Authentication service for Bittensor's Nexus Framework.

Architecture

This repository contains a Go-based Nexus Auth Service that can act as an Nginx auth_request endpoint to validate incoming requests. It verifies client certificates by retrieving and checking public key data via Pylon. The service can also be used to generate client certificates and, through Pylon, publish certificate information to the blockchain.

  • Primary component: Nexus Auth Service (Go)
  • Development helpers: Nginx reverse proxy and Docker Compose (development only)

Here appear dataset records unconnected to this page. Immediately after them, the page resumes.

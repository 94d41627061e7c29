use std::{fs, io::Write, path::Path};

/// Replace `path` with `bytes` so readers see either the old or the new file.
///
/// The data is written to a sibling `.tmp` file, synced, then renamed over
/// the target.
pub fn write_atomic(path: &Path, bytes: &[u8]) -> std::io::Result<()> {
    let mut tmp_name = path.as_os_str().to_owned();
    tmp_name.push(".tmp");
    let tmp = Path::new(&tmp_name);
    {
        let mut f = fs::File::create(tmp)?;
        f.write_all(bytes)?;
        f.sync_all()?;
    }
    fs::rename(tmp, path)
}
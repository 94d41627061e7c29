//! Stabilization window: the last few samples and whether they agree.

use std::collections::VecDeque;

use crate::config::StabilityCfg;

/// Fixed-capacity FIFO of recent samples.
///
/// Stable only when full and `max - min <= tolerance`. The representative
/// value is the most recently pushed sample, not an average: the scale
/// settles on one terminal value.
#[derive(Debug, Clone)]
pub struct StabilizationWindow {
    samples: VecDeque<i32>,
    capacity: usize,
    tolerance: i32,
}

impl StabilizationWindow {
    pub fn new(cfg: StabilityCfg) -> Self {
        let capacity = cfg.window.max(1);
        Self {
            samples: VecDeque::with_capacity(capacity),
            capacity,
            tolerance: cfg.tolerance,
        }
    }

    pub fn push(&mut self, sample: i32) {
        if self.samples.len() == self.capacity {
            self.samples.pop_front();
        }
        self.samples.push_back(sample);
    }

    pub fn is_stable(&self) -> bool {
        if self.samples.len() != self.capacity {
            return false;
        }
        let (min, max) = self
            .samples
            .iter()
            .fold((i32::MAX, i32::MIN), |(lo, hi), &s| (lo.min(s), hi.max(s)));
        i64::from(max) - i64::from(min) <= i64::from(self.tolerance)
    }

    /// The stable candidate, if the window is stable.
    pub fn stable_value(&self) -> Option<i32> {
        if self.is_stable() {
            self.samples.back().copied()
        } else {
            None
        }
    }

    pub fn clear(&mut self) {
        self.samples.clear();
    }

    pub fn len(&self) -> usize {
        self.samples.len()
    }

    pub fn is_empty(&self) -> bool {
        self.samples.is_empty()
    }
}
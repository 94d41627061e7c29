//! Serial port backends for the weigher.
//!
//! `SerialEnumerator` talks to real ports through `serialport` (feature
//! `serial`, on by default). `SimulatedEnumerator` produces a scripted scale
//! in memory for demos and tests.
pub mod error;
#[cfg(feature = "serial")]
pub mod serial;
pub mod sim;

#[cfg(feature = "serial")]
pub use serial::{SerialEnumerator, SerialScalePort};
pub use sim::{SimProfile, SimulatedEnumerator, SimulatedScale, sim_frame};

For production, run the Go service behind your own ingress/reverse proxy as needed. Nginx and docker-compose provided here are for local development only.

Features

  • Nginx auth_request compatible endpoint: returns 200 (authorized) or 403 (forbidden)
  • mTLS client certificate validation using Pylon-backed public keys (SS58 address stored in Organization field)
  • Certificate generation helper: create client.key and client.crt; publish via Pylon to the blockchain
  • Comprehensive logging for debugging and monitoring
  • Simple configuration via environment variables or flags

Quick Start

This section focuses on production usage.

Configure the service

Set configuration via environment variables or flags:

  • NEXUS_AUTH_LISTEN_ADDR (default: :8080)
  • NEXUS_PYLON_ENDPOINT (default: http://pylon:8000)

Running Auth Server

Use the run subcommand (default) to start the service.

Example:

services:
  auth:
    image: backenddevelopersltd/nexus-auth:latest
    environment:
      NEXUS_AUTH_LISTEN_ADDR: ":8080"
      NEXUS_PYLON_ENDPOINT: "http://pylon:8000"
    volumes:
      - ./certs:/app/certs
    restart: unless-stopped
docker compose -p nexus up -d

Generate a client key and certificate (via Pylon)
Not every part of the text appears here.